十六七岁的年纪,因为成绩一般没能考上高中,在我们县城一所职校上了中师班。在那里荒废了大把读书的好光阴。还好我有一个非常称心的去处就是县城里的大姨家,只要哪个周末不回家我都会上她那儿去。在大姨家里,我惊喜地发现表哥表姐们购买的《读者》《七里香》很适合我当时的阅读口味,遂把她家所有的《读者》杂志读了个遍。在《七里香》里,我知道了一位叫席慕蓉的台湾诗人,她的诗句淡雅清新,真挚动人,再好的比拟,都不足以形容我读到它们的感受,心的某一处完全被这些美好的字眼温柔地击中了。

乐意上大姨家,不仅是大姨待我很好,有好看的书,还因县城里有一家叫“精华书屋”的书店,店面不大,卖书兼租书,书店老板是我们村的人。书店离大姨家一百米左右,很便利。在那里我看过三毛的《万水千山走遍》《送你一匹马》《撒哈拉的故事》等一系列作品,还有些其他已记不起名来的书。五毛钱能看一个下午,眼睛疼脖子酸就抬头瞧瞧门外来往的行人接着再看,力争只花五毛读到更多的书。想想在县城上学的三年里有不少时间是在这间小书屋度过的呢。后来,店主换了更大的铺面,我也上班有两三年了。
我的学生时代,琼瑶的言情小说正风靡一时,引得万千少女为之沉迷。身边的同学和朋友常无限憧憬地谈论起书中煽情的片段和情节,抑或故事里那个让她们心旌摇曳的男主角。她们陶醉的语气和甜腻的语调,仿佛在透露她们自身正深陷爱的漩涡不能自已。可我却丝毫未被这类小说打动,甚至一本也没看过,这在我单调苍白的青春岁月可能会是个小小的遗憾吧。真是弄不明白自己是怎么了。

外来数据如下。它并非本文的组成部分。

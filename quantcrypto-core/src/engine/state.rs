//! Engine configuration, lifecycle status, and run output types.

use serde::{Deserialize, Serialize};

use crate::domain::{EquitySnapshot, Fill, PortfolioPolicy, Position, TradeRecord};
use crate::error::BacktestError;
use crate::execution::{CostModel, SkippedFill};
use crate::fingerprint::{ContentHash, RunFingerprint};

/// Configuration for a single backtest run. Every field has a default, so a
/// partial TOML `[engine]` table deserializes.
#[derive(Debug, Clone, PartialEq, Serialize, Deserialize)]
#[serde(default)]
pub struct EngineConfig {
    pub initial_cash: f64,
    /// Market-order slippage in basis points.
    pub slippage_bps: f64,
    /// Fee per fill as a fraction of notional.
    pub fee_pct: f64,
    /// Allow cash below zero.
    pub allow_margin: bool,
    /// Allow sells that open or increase a short.
    pub allow_short: bool,
    /// Keep unfilled limit orders pending for the following bar.
    pub limit_order_carry_over: bool,
    /// Abort the run on an unaffordable fill instead of skipping it.
    pub strict_funds: bool,
}

impl Default for EngineConfig {
    fn default() -> Self {
        Self {
            initial_cash: 10_000.0,
            slippage_bps: 0.0,
            fee_pct: 0.0,
            allow_margin: false,
            allow_short: false,
            limit_order_carry_over: false,
            strict_funds: false,
        }
    }
}

impl EngineConfig {
    pub fn new(initial_cash: f64) -> Self {
        Self {
            initial_cash,
            ..Self::default()
        }
    }

    /// Builder-style cost override.
    pub fn with_costs(mut self, slippage_bps: f64, fee_pct: f64) -> Self {
        self.slippage_bps = slippage_bps;
        self.fee_pct = fee_pct;
        self
    }

    pub fn validate(&self) -> Result<(), BacktestError> {
        if !(self.initial_cash.is_finite() && self.initial_cash > 0.0) {
            return Err(BacktestError::InvalidConfig(format!(
                "initial_cash must be positive, got {}",
                self.initial_cash
            )));
        }
        // 10_000 bps would price a sell at zero or below
        if !(self.slippage_bps.is_finite() && (0.0..10_000.0).contains(&self.slippage_bps)) {
            return Err(BacktestError::InvalidConfig(format!(
                "slippage_bps must be in [0, 10000), got {}",
                self.slippage_bps
            )));
        }
        if !(self.fee_pct.is_finite() && (0.0..1.0).contains(&self.fee_pct)) {
            return Err(BacktestError::InvalidConfig(format!(
                "fee_pct must be in [0, 1), got {}",
                self.fee_pct
            )));
        }
        Ok(())
    }

    pub fn cost_model(&self) -> CostModel {
        CostModel::new(self.slippage_bps, self.fee_pct)
    }

    pub fn portfolio_policy(&self) -> PortfolioPolicy {
        PortfolioPolicy {
            allow_margin: self.allow_margin,
            allow_short: self.allow_short,
        }
    }

    /// Canonical hash of every field.
    pub fn fingerprint(&self) -> ContentHash {
        let canonical = serde_json::json!({
            "allow_margin": self.allow_margin,
            "allow_short": self.allow_short,
            "fee_pct": self.fee_pct,
            "initial_cash": self.initial_cash,
            "limit_order_carry_over": self.limit_order_carry_over,
            "slippage_bps": self.slippage_bps,
            "strict_funds": self.strict_funds,
        });
        ContentHash::from_bytes(canonical.to_string().as_bytes())
    }
}

/// `NotStarted → Running → Completed`, or `Failed` on a fatal error.
#[derive(Debug, Clone, Copy, PartialEq, Eq, Serialize, Deserialize)]
#[serde(rename_all = "snake_case")]
pub enum EngineStatus {
    NotStarted,
    Running,
    Completed,
    Failed,
}

/// Everything a completed run produces.
#[derive(Debug, Clone, PartialEq, Serialize, Deserialize)]
pub struct RunOutput {
    /// One snapshot per bar, in bar order.
    pub equity_curve: Vec<EquitySnapshot>,
    /// Completed round trips.
    pub trades: Vec<TradeRecord>,
    pub fills: Vec<Fill>,
    pub skipped_fills: Vec<SkippedFill>,
    /// Position still open after the last bar (flat if none).
    pub final_position: Position,
    pub initial_cash: f64,
    pub total_fees: f64,
    pub total_slippage: f64,
    /// Intents still queued after the last bar, never executed.
    pub discarded_intents: usize,
    pub fingerprint: RunFingerprint,
}

impl RunOutput {
    pub fn final_equity(&self) -> f64 {
        self.equity_curve
            .last()
            .map(|s| s.total_equity)
            .unwrap_or(self.initial_cash)
    }

    pub fn bar_count(&self) -> usize {
        self.equity_curve.len()
    }
}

一次在书摊上流连,恰好看到有路遥的《平凡的世界》,毫不迟疑地买下来。书是盗版的,纸张粗糙,字体又小,还夹杂很多错别字。但它胜在便宜啊,一点儿不影响我的阅读热情。捧着这本厚书白天看晚上看,白天还好,晚上卧室里十五瓦灯泡的微弱光亮让我的视力下降很快,更多的时候是在晚上看的。想必我该是打那会儿开始近视的吧。